Canadian Prime Minister Stephen Harper joined members of the House of Commons in saluting the Canadian Federation of Chabad-Lubavitch as 100 emissaries gathered for a national conference on Parliament Hill.

Following official business in Canada’s lower house – during which five legislators from across the political aisle and in two languages invoked the memory of slain Rabbi Gavriel and Rivka Holtzberg in noting Chabad-Lubavitch emissaries’ dedication to Jewish education and providing social services across the globe – Harper joined a reception for the rabbinical delegation in the Railway Committee Room. He was accompanied by Jason Kenney, Minister of Citizenship, Immigration and Multiculturalism, who earlier this year, visited the Chabad House in Mumbai, India, where the Holtzbergs and four of their guests lost their lives.

“Canadian alumni of Chabad-Lubavitch institutions play a vital role among the more than 5,500 Chabad-Lubavitch emissaries across the globe,” noted MP Scott Reid, a Conservative who represents Lanark-Frontenac-Lennox and Addington, Ontario. “With its educational, humanitarian and youth centers, our country boasts centers for those less fortunate, including children with special needs, and drug and alcohol addicts. These are programs that have been emulated throughout North America and indeed, the entire world.”
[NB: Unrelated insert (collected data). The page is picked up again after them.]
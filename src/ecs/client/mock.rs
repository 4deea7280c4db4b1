//! In-memory ECS for tests

use anyhow::{anyhow, Result};
use std::collections::HashMap;
use std::sync::Mutex;

use super::EcsApi;
use crate::ecs::types::{
    DeleteFailure, DescribedTaskDefinition, ServiceInfo, Tag, TaskDefinitionPage,
    TaskDefinitionTemplate,
};

#[derive(Default)]
pub struct MockEcsApi {
    services: Vec<ServiceInfo>,
    pages: Vec<Vec<String>>,
    definitions: HashMap<String, DescribedTaskDefinition>,
    delete_failures: Vec<DeleteFailure>,
    fail_deregister: Option<String>,
    pub list_requests: Mutex<Vec<(String, Option<String>)>>,
    pub described: Mutex<Vec<String>>,
    pub deregistered: Mutex<Vec<String>>,
    pub deleted: Mutex<Vec<Vec<String>>>,
}

impl MockEcsApi {
    pub fn new() -> Self {
        Self::default()
    }

    pub fn with_services(mut self, services: Vec<ServiceInfo>) -> Self {
        self.services = services;
        self
    }

    /// Serve these ARN pages in order, chained by `NextToken`
    pub fn with_pages(mut self, pages: Vec<Vec<&str>>) -> Self {
        self.pages = pages
            .into_iter()
            .map(|p| p.into_iter().map(str::to_string).collect())
            .collect();
        self
    }

    /// Register a describable task definition with the given tags
    pub fn with_definition(mut self, arn: &str, tags: Vec<Tag>) -> Self {
        let definition = TaskDefinitionTemplate {
            task_definition_arn: arn.to_string(),
            ..Default::default()
        };
        self.definitions.insert(
            arn.to_string(),
            DescribedTaskDefinition { definition, tags },
        );
        self
    }

    pub fn with_described(mut self, described: DescribedTaskDefinition) -> Self {
        self.definitions.insert(
            described.definition.task_definition_arn.clone(),
            described,
        );
        self
    }

    /// Fail deregistration of this ARN
    pub fn failing_deregister(mut self, arn: &str) -> Self {
        self.fail_deregister = Some(arn.to_string());
        self
    }

    pub fn with_delete_failures(mut self, failures: Vec<DeleteFailure>) -> Self {
        self.delete_failures = failures;
        self
    }
}

impl EcsApi for MockEcsApi {
    async fn describe_services(&self, _cluster: &str, _service: &str) -> Result<Vec<ServiceInfo>> {
        Ok(self.services.clone())
    }

    async fn list_task_definitions(
        &self,
        family_prefix: &str,
        next_token: Option<String>,
    ) -> Result<TaskDefinitionPage> {
        self.list_requests
            .lock()
            .unwrap()
            .push((family_prefix.to_string(), next_token.clone()));

        let index = match next_token {
            Some(token) => token.parse::<usize>()?,
            None => 0,
        };
        let next_token = (index + 1 < self.pages.len()).then(|| (index + 1).to_string());

        Ok(TaskDefinitionPage {
            arns: self.pages.get(index).cloned().unwrap_or_default(),
            next_token,
        })
    }

    async fn describe_task_definition(&self, arn: &str) -> Result<DescribedTaskDefinition> {
        self.described.lock().unwrap().push(arn.to_string());
        Ok(self.definitions.get(arn).cloned().unwrap_or_else(|| {
            DescribedTaskDefinition {
                definition: TaskDefinitionTemplate {
                    task_definition_arn: arn.to_string(),
                    ..Default::default()
                },
                tags: vec![],
            }
        }))
    }

    async fn deregister_task_definition(&self, arn: &str) -> Result<()> {
        if self.fail_deregister.as_deref() == Some(arn) {
            return Err(anyhow!("ClientException: revision in use"));
        }
        self.deregistered.lock().unwrap().push(arn.to_string());
        Ok(())
    }

    async fn delete_task_definitions(&self, arns: &[String]) -> Result<Vec<DeleteFailure>> {
        self.deleted.lock().unwrap().push(arns.to_vec());
        Ok(self
            .delete_failures
            .iter()
            .filter(|f| arns.contains(&f.arn))
            .cloned()
            .collect())
    }
}
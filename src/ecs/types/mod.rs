//! ECS data types

use anyhow::bail;
use serde::Serialize;
use std::collections::BTreeMap;
use std::fmt;
use std::str::FromStr;


/// Placeholder CodeDeploy substitutes with the first container's image
pub const DEFAULT_IMAGE_PLACEHOLDER: &str = "<IMAGE1_NAME>";

/// A `Key=Value` resource tag
#[derive(Debug, Clone, PartialEq, Eq)]
pub struct Tag {
    pub key: String,
    pub value: String,
}

impl Tag {
    pub fn new(key: impl Into<String>, value: impl Into<String>) -> Self {
        Self {
            key: key.into(),
            value: value.into(),
        }
    }
}

impl FromStr for Tag {
    type Err = anyhow::Error;

    fn from_str(s: &str) -> Result<Self, Self::Err> {
        match s.split_once('=') {
            Some((key, value)) => Ok(Tag::new(key, value)),
            None => bail!("expected tag should be of format tag=value"),
        }
    }
}

impl fmt::Display for Tag {
    fn fmt(&self, f: &mut fmt::Formatter<'_>) -> fmt::Result {
        write!(f, "{}={}", self.key, self.value)
    }
}

/// Capacity provider strategy item of a running service
#[derive(Debug, Clone, PartialEq, Eq)]
pub struct StrategyItem {
    pub capacity_provider: String,
    pub base: i32,
    pub weight: i32,
}

/// The parts of a described ECS service we use
#[derive(Debug, Clone, PartialEq, Eq, Default)]
pub struct ServiceInfo {
    pub name: String,
    pub capacity_provider_strategy: Vec<StrategyItem>,
}

/// One page of `ListTaskDefinitions`
#[derive(Debug, Clone, Default)]
pub struct TaskDefinitionPage {
    pub arns: Vec<String>,
    pub next_token: Option<String>,
}

/// A described task definition with its tags
#[derive(Debug, Clone)]
pub struct DescribedTaskDefinition {
    pub definition: TaskDefinitionTemplate,
    pub tags: Vec<Tag>,
}

impl DescribedTaskDefinition {
    pub fn has_tag(&self, tag: &Tag) -> bool {
        self.tags.iter().any(|t| t == tag)
    }
}

/// A task definition ARN the API refused to delete
#[derive(Debug, Clone, PartialEq, Eq)]
pub struct DeleteFailure {
    pub arn: String,
    pub reason: String,
}

/// Family name from a task definition ARN (`.../task-definition/<family>:<revision>`)
pub fn family_of(arn: &str) -> &str {
    let tail = arn.rsplit_once('/').map_or(arn, |(_, tail)| tail);
    tail.rsplit_once(':').map_or(tail, |(family, _)| family)
}

fn is_zero(n: &u64) -> bool {
    *n == 0
}

/// Task definition as emitted by `ecs template`
#[derive(Debug, Clone, Default, PartialEq, Serialize)]
#[serde(rename_all = "camelCase")]
pub struct TaskDefinitionTemplate {
    pub task_definition_arn: String,
    pub execution_role_arn: String,
    pub task_role_arn: String,
    pub container_definitions: Vec<ContainerTemplate>,
    pub compatibilities: Vec<String>,
    pub network_mode: String,
    pub cpu: String,
    pub memory: String,
    pub family: String,
    #[serde(skip_serializing_if = "String::is_empty")]
    pub pid_mode: String,
}

#[derive(Debug, Clone, Default, PartialEq, Serialize)]
#[serde(rename_all = "camelCase")]
pub struct ContainerTemplate {
    pub name: String,
    pub image: String,
    pub essential: bool,
    #[serde(skip_serializing_if = "is_zero")]
    pub cpu: u64,
    #[serde(skip_serializing_if = "is_zero")]
    pub memory: u64,
    #[serde(skip_serializing_if = "is_zero")]
    pub memory_reservation: u64,
    pub port_mappings: Vec<PortMappingTemplate>,
    pub environment: Vec<EnvironmentVariable>,
    #[serde(skip_serializing_if = "Option::is_none")]
    pub log_configuration: Option<LogConfigurationTemplate>,
    #[serde(skip_serializing_if = "Option::is_none")]
    pub firelens_configuration: Option<FirelensConfigurationTemplate>,
}

#[derive(Debug, Clone, Default, PartialEq, Serialize)]
#[serde(rename_all = "camelCase")]
pub struct PortMappingTemplate {
    pub host_port: u64,
    pub protocol: String,
    pub container_port: u64,
}

#[derive(Debug, Clone, Default, PartialEq, Serialize)]
pub struct EnvironmentVariable {
    pub name: String,
    pub value: String,
}

#[derive(Debug, Clone, Default, PartialEq, Serialize)]
#[serde(rename_all = "camelCase")]
pub struct LogConfigurationTemplate {
    pub log_driver: String,
    #[serde(skip_serializing_if = "BTreeMap::is_empty")]
    pub options: BTreeMap<String, String>,
}

#[derive(Debug, Clone, Default, PartialEq, Serialize)]
pub struct FirelensConfigurationTemplate {
    #[serde(rename = "type")]
    pub kind: String,
    #[serde(skip_serializing_if = "BTreeMap::is_empty")]
    pub options: BTreeMap<String, String>,
}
“The Chabad-Lubavitch movement provides the largest network of Jewish education and social services [through its] institutions across the globe,” echoed MP Judy Wasylycia-Leis, a New Democrat from Winnipeg North, Manitoba. Under the direction of the Rebbe, Rabbi Menachem M. Schneerson, of righteous memory, the movement “has been a catalyst for Jewish revival around the world. Today it is synonymous with wisdom and kindness, offering nourishment for the body, food for the mind and soul, and non-judgmental advisors always willing to listen.”

At the afternoon reception, Rabbi Moshe Kotlarsky, vice chairman of Merkos L’Inyonei Chinuch, the educational arm of Chabad-Lubavitch, delivered the opening remarks, pointing out that it was the country of Canada that opened doors of opportunity and refuge to his late father, Rabbi Tzvi Hirsch Kotlarsky, who fled war-torn Europe 68 years ago.

After a journey from Poland to Montreal by way of Vilnius, Japan and later Shanghai, the rabbi opened a school and educating Jewish children at the behest of the Sixth Lubavitcher Rebbe, Rabbi Yosef Yitzchak Schneersohn, of righteous memory. By the end of the first year, more than 1,500 students were being educated in Lubavitch institutions in Montreal.

Thanking Canada for allowing his father to provide a Jewish education for thousands of children and to sow the seeds of Chabad-Lubavitch in the country, Kotlarsky noted that “there are over 100 emissaries convening here today from across Canada.”

A visibly moved Harper responded: “I hope that you will understand, the Jewish people will always understand, that Canada will always be their home.”

“Chabad-Lubavitch’s education and outreach programs,” he said, “have strengthened the bonds of the faith and its good works have produced miracles for many, many families and people in Canada and around the world.”

The reception was held in the ornate Railway Committee Room off of the House of Commons. Harper and Kotlarsky stand at right. (Photo: Peter Waiser)
The reception was held in the ornate Railway Committee Room off of the House of Commons. Harper and Kotlarsky stand at right. (Photo: Peter Waiser)

Powerful Message

Turning to the November attacks in Mumbai and its Chabad House, the prime minister lauded the self-sacrifice of the Holtzbergs.

“By performing mitzvahs and bringing more light into this world,” said Harper, “the Holtzbergs were fulfilling the late Rabbi Schneerson’s vision for strengthening Judaism.”

He saw in the arrival in Mumbai of two Canadian rabbinical students soon after the attacks – an event referred to earlier in the House of Commons chamber by Reid – harbingers of hope.

“The immediate arrival of a new rabbi to Mumbai to carry on the work of the Holtzbergs sends a powerful message,” stated Harper. “The Jewish community will never bow to hate and violence.”

According to Rabbi Sholom Lezell, co-director of Chabad-Lubavitch of Danforth Beaches in Toronto, Harper later told the rabbinical delegation how proud he was “that the student rabbis that traveled to Mumbai were from Canada.”

Also in his remarks, the prime minister reiterated Canada’s commitment to fighting anti-Semitism and expressed his support for Israel.

Staying an extra 20 minutes beyond the time allocated for the event, Harper posed for group pictures with the emissaries.

“Thank you for your contribution to this country and to the world,” he told them. “Thank you for having me here today.”